En tant que Drockhead – et qui plus est l’un des derniers de ma race – les grandes instances avaient décidé que j’avais besoin d’un garde du corps ou, plus précisément sans doute, d’un assistant. Plusieurs esprits avaient rempli la fonction avant l’arrivée de Zeph, mais aucun d’eux n’était resté bien longtemps. Figurez-vous qu’il paraît que j’ai un caractère exécrable, moi, la gentillesse et l’affabilité faites homme ! Autant vous dire que les assistants passant le plus clair de leur temps à se plaindre de moi ne m’enchantaient guère non plus. Parbleu, j’avais déjà assez de mal à me faire à l’idée d’une « nounou », alors si en plus il fallait se farcir leurs sautes d’humeur, alors là non merci, très peu pour moi.

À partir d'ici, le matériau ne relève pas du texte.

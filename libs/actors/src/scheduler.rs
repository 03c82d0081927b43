//! Event Scheduler (Tick Loop)
//!
//! The single control loop of a machine. Each tick does exactly one thing:
//!
//! 1. If a message is waiting, receive it (queue draining comes first so a
//!    slow machine catches up).
//! 2. Otherwise draw an outcome from [`ActionWeights`]: send to one peer,
//!    send to every peer, or take an internal step.
//!
//! Every processed event advances the [`LamportClock`] and produces one
//! [`EventRecord`] for the sink. Transport failures surface only as
//! `failed_peers` on the record.

use crate::clock::LamportClock;
use crate::events::{EventRecord, TickEvent};
use crate::queue::InboundQueue;
use crate::sink::EventSink;
use async_trait::async_trait;
use codec::{ActorId, Message};
use machine_config::SimulationSettings;
use network::{PeerTransport, TransportError};
use rand::rngs::StdRng;
use rand::{Rng, SeedableRng};
use std::sync::Arc;
use std::time::Duration;
use tokio::sync::watch;
use tokio::time::{interval, MissedTickBehavior};
use tracing::{debug, info, warn};

/// Where the scheduler hands outgoing messages
#[async_trait]
pub trait Outbound: Send + Sync {
    async fn send_to(&self, peer: ActorId, message: Message) -> Result<(), TransportError>;
}

#[async_trait]
impl Outbound for PeerTransport {
    async fn send_to(&self, peer: ActorId, message: Message) -> Result<(), TransportError> {
        self.send(peer, message).await
    }
}

#[derive(Debug, Clone, Copy, PartialEq, Eq)]
pub enum SchedulerState {
    Idle,
    Processing,
    ShuttingDown,
}

/// Relative weights of the tick outcomes when the queue is empty.
///
/// `send_one` applies to each peer separately, so the outcome space is
/// `peers * send_one + send_all + internal`.
#[derive(Debug, Clone, Copy, PartialEq, Eq)]
pub struct ActionWeights {
    pub send_one: u32,
    pub send_all: u32,
    pub internal: u32,
}

impl Default for ActionWeights {
    fn default() -> Self {
        Self {
            send_one: 1,
            send_all: 1,
            internal: 7,
        }
    }
}

impl From<&SimulationSettings> for ActionWeights {
    fn from(settings: &SimulationSettings) -> Self {
        Self {
            send_one: settings.send_one_weight,
            send_all: settings.send_all_weight,
            internal: settings.internal_weight,
        }
    }
}

impl ActionWeights {
    pub fn total(&self, peer_count: usize) -> u64 {
        peer_count as u64 * u64::from(self.send_one)
            + u64::from(self.send_all)
            + u64::from(self.internal)
    }

    /// Map a draw in `0..total(peers.len())` to an outcome.
    ///
    /// Draws are laid out as: one `send_one` band per peer in the given
    /// order, then `send_all`, then `internal`. Out-of-range draws are
    /// internal.
    pub fn pick(&self, draw: u64, peers: &[ActorId]) -> TickEvent {
        let send_one = u64::from(self.send_one);
        let per_peer_span = peers.len() as u64 * send_one;

        if draw < per_peer_span {
            return TickEvent::SendOne(peers[(draw / send_one) as usize]);
        }
        if draw - per_peer_span < u64::from(self.send_all) {
            return TickEvent::SendAll(peers.to_vec());
        }
        TickEvent::Internal
    }

    /// Draw one outcome. With no peers every outcome is internal.
    pub fn choose<R: Rng + ?Sized>(&self, rng: &mut R, peers: &[ActorId]) -> TickEvent {
        let total = self.total(peers.len());
        if peers.is_empty() || total == 0 {
            return TickEvent::Internal;
        }
        self.pick(rng.gen_range(0..total), peers)
    }
}

/// Uniform draw of a tick rate in `min..=max`
pub fn draw_tick_rate<R: Rng + ?Sized>(rng: &mut R, min: u32, max: u32) -> u32 {
    rng.gen_range(min.max(1)..=max.max(min).max(1))
}

pub struct EventScheduler {
    actor_id: ActorId,
    clock: LamportClock,
    queue: InboundQueue,
    /// Ascending by id
    peers: Vec<ActorId>,
    outbound: Arc<dyn Outbound>,
    sink: Box<dyn EventSink>,
    weights: ActionWeights,
    rng: StdRng,
    tick_rate: u32,
    state: SchedulerState,
    events_processed: u64,
}

/// Resolves once the shutdown flag is set or its sender is gone
async fn stopped(shutdown: &mut watch::Receiver<bool>) {
    let _ = shutdown.wait_for(|stopped| *stopped).await;
}

impl EventScheduler {
    pub fn new(
        actor_id: ActorId,
        queue: InboundQueue,
        outbound: Arc<dyn Outbound>,
        sink: Box<dyn EventSink>,
    ) -> Self {
        Self {
            actor_id,
            clock: LamportClock::new(),
            queue,
            peers: Vec::new(),
            outbound,
            sink,
            weights: ActionWeights::default(),
            rng: StdRng::from_entropy(),
            tick_rate: 1,
            state: SchedulerState::Idle,
            events_processed: 0,
        }
    }

    pub fn with_peers(mut self, mut peers: Vec<ActorId>) -> Self {
        peers.retain(|peer| *peer != self.actor_id);
        peers.sort();
        peers.dedup();
        self.peers = peers;
        self
    }

    pub fn with_weights(mut self, weights: ActionWeights) -> Self {
        self.weights = weights;
        self
    }

    pub fn with_rng(mut self, rng: StdRng) -> Self {
        self.rng = rng;
        self
    }

    /// Ticks per second; zero is treated as one
    pub fn with_tick_rate(mut self, tick_rate: u32) -> Self {
        self.tick_rate = tick_rate.max(1);
        self
    }

    pub fn with_clock(mut self, clock: LamportClock) -> Self {
        self.clock = clock;
        self
    }

    pub fn actor_id(&self) -> ActorId {
        self.actor_id
    }

    pub fn clock(&self) -> u64 {
        self.clock.value()
    }

    pub fn state(&self) -> SchedulerState {
        self.state
    }

    pub fn tick_rate(&self) -> u32 {
        self.tick_rate
    }

    pub fn events_processed(&self) -> u64 {
        self.events_processed
    }

    pub fn queue(&self) -> &InboundQueue {
        &self.queue
    }

    /// Run one tick. Returns `None` once shutting down.
    pub async fn tick(&mut self) -> Option<EventRecord> {
        if self.state == SchedulerState::ShuttingDown {
            return None;
        }

        // Pop and length under one lock so a concurrent enqueue cannot
        // inflate the recorded queue length
        let record = match self.queue.dequeue_with_len() {
            Some((message, pending)) => {
                self.apply(TickEvent::Receive(message), Some(pending)).await
            }
            None => {
                let event = self.weights.choose(&mut self.rng, &self.peers);
                self.apply(event, None).await
            }
        };
        Some(record)
    }

    /// Apply one event: advance the clock, transmit if needed, record it
    pub async fn process(&mut self, event: TickEvent) -> EventRecord {
        self.apply(event, None).await
    }

    /// `pending` is the queue length observed when a received message was
    /// popped; without it the current length is recorded.
    async fn apply(&mut self, event: TickEvent, pending: Option<usize>) -> EventRecord {
        self.state = SchedulerState::Processing;

        let record = match event {
            TickEvent::Receive(message) => {
                let clock = self.clock.advance_on_receive(message.clock());
                let queue_len = pending.unwrap_or_else(|| self.queue.len());
                EventRecord::receive(self.actor_id, clock, queue_len, &message)
            }
            TickEvent::Internal => {
                let clock = self.clock.advance_internal();
                EventRecord::internal(self.actor_id, clock, self.queue.len())
            }
            TickEvent::SendOne(peer) => self.send_to_peers(vec![peer]).await,
            TickEvent::SendAll(peers) => self.send_to_peers(peers).await,
        };

        if let Err(e) = self.sink.record(&record) {
            warn!(machine = %self.actor_id, error = %e, "Failed to write event record");
        }
        self.events_processed += 1;
        self.state = SchedulerState::Idle;
        record
    }

    /// One send event: a single clock advance, the same timestamp to every
    /// designated peer
    async fn send_to_peers(&mut self, peers: Vec<ActorId>) -> EventRecord {
        let timestamp = self.clock.advance_on_send();
        let message = Message::new(self.actor_id, timestamp);

        let mut failed_peers = Vec::new();
        for peer in &peers {
            if let Err(e) = self.outbound.send_to(*peer, message).await {
                debug!(
                    machine = %self.actor_id,
                    peer = %peer,
                    category = e.category(),
                    "Delivery failed: {}",
                    e
                );
                failed_peers.push(*peer);
            }
        }

        EventRecord::send(
            self.actor_id,
            timestamp,
            self.queue.len(),
            peers,
            failed_peers,
        )
    }

    /// Tick at the configured rate until the shutdown flag is set, then
    /// flush the sink.
    pub async fn run(&mut self, mut shutdown: watch::Receiver<bool>) {
        let period = Duration::from_secs_f64(1.0 / f64::from(self.tick_rate));
        let mut ticker = interval(period);
        ticker.set_missed_tick_behavior(MissedTickBehavior::Delay);

        info!(
            machine = %self.actor_id,
            tick_rate = self.tick_rate,
            peers = self.peers.len(),
            "Tick loop started"
        );

        loop {
            tokio::select! {
                biased;
                _ = stopped(&mut shutdown) => break,
                _ = ticker.tick() => {}
            }
            if *shutdown.borrow() {
                break;
            }
            self.tick().await;
        }

        self.state = SchedulerState::ShuttingDown;
        if let Err(e) = self.sink.flush() {
            warn!(machine = %self.actor_id, error = %e, "Failed to flush event log");
        }

        info!(
            machine = %self.actor_id,
            clock = self.clock.value(),
            events = self.events_processed,
            "Tick loop stopped"
        );
    }
}

impl std::fmt::Debug for EventScheduler {
    fn fmt(&self, f: &mut std::fmt::Formatter<'_>) -> std::fmt::Result {
        f.debug_struct("EventScheduler")
            .field("actor_id", &self.actor_id)
            .field("clock", &self.clock)
            .field("peers", &self.peers)
            .field("tick_rate", &self.tick_rate)
            .field("state", &self.state)
            .finish()
    }
}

En désespoir de cause, l’Outremonde m’avait alors octroyé un esprit vagabond au caractère plutôt réservé, voire taciturne mais néanmoins revêche, pensant que ce dernier serait à même de gérer mes débordements de personnalité... Le fait est que Zeph se montra tout à fait à la hauteur. Il se révéla être un serviteur zélé, au caractère bien trempé, qui ne manquait jamais une occasion de faire connaître sa désapprobation mais exécutait toutefois avec la même précision l’entièreté des tâches que je lui assignais. Si l’Outremonde devait un jour m’annoncer que Zeph avait été une montre suisse dans une ancienne vie, je ne suis pas certain que j’arriverais à mimer la surprise. Mais pour le moment, nous devions nous occuper de l’écritoire. J’expliquai brièvement ce nouveau cas à mon acolyte puis, sans autre forme de procès, le laissai en tête à tête avec l’objet récalcitrant pour le reste de la nuit.
Chapitre 3
Ai-je omis de vous dire que Zeph déteste absolument les fantômes ? Bien que sa qualité d’esprit vagabond lui ait valu d’être maintes fois confondu avec un fantôme, il n’en est pas un. Un esprit vagabond est un être – surnaturel ou non – qui, ayant perdu la faculté de se rattacher à son enveloppe physique, est condamné à errer entre les mondes tant qu’il ne retrouve pas une enveloppe physique compatible avec son âme. De puissantes sorcières de ma connaissance m’ont rendu le service de lui donner quelques substances physiques afin qu’il puisse mieux me seconder dans mon quotidien. Zeph ne peut cependant utiliser cette enveloppe de substitution que quelques heures par jour tout au plus, c’était là une des trois conditions à la création de cette enveloppe.
Ceci dit, vous comprendrez peut être mieux pourquoi je trouvai mon fidèle Zeph replié dans un coin de la cheminée lorsque je me réveillai et descendis au salon le lendemain matin. Être obligé de travailler avec un Drockhead – un être dont la particularité principale est précisément de résoudre les problèmes liés aux revenants, – n’avait pas dû l’enchanter et je me demandais parfois quel crime Zeph avait bien pu commettre pour se retrouver dans cette situation. Mais cela restait le secret de mon fidèle serviteur et de Miss Pindragon, l’omnipotente gestionnaire en chef des affaires d’Outremonde. Je me tournai vers l’écritoire et y trouvai une lettre cachetée posée en son milieu.
— Je constate que nous avons eu de la visite, déclarai-je en me dirigeant vers l’écritoire et, feignant de l’ignorer, je laissai ainsi le temps à mon valet de se rendre présentable et de conserver sa dignité. Zeph n’était pas dupe de mon manège mais cela faisait partie de ces nombreux accords tacites passés entre nous et utilisés essentiellement pour préserver nos égos masculins. Je pris la lettre et examinai le pli sous tous les angles. L’écriture était fine et élégante, indubitablement féminine et portant les traces d’un caractère à la fois doux et autoritaire.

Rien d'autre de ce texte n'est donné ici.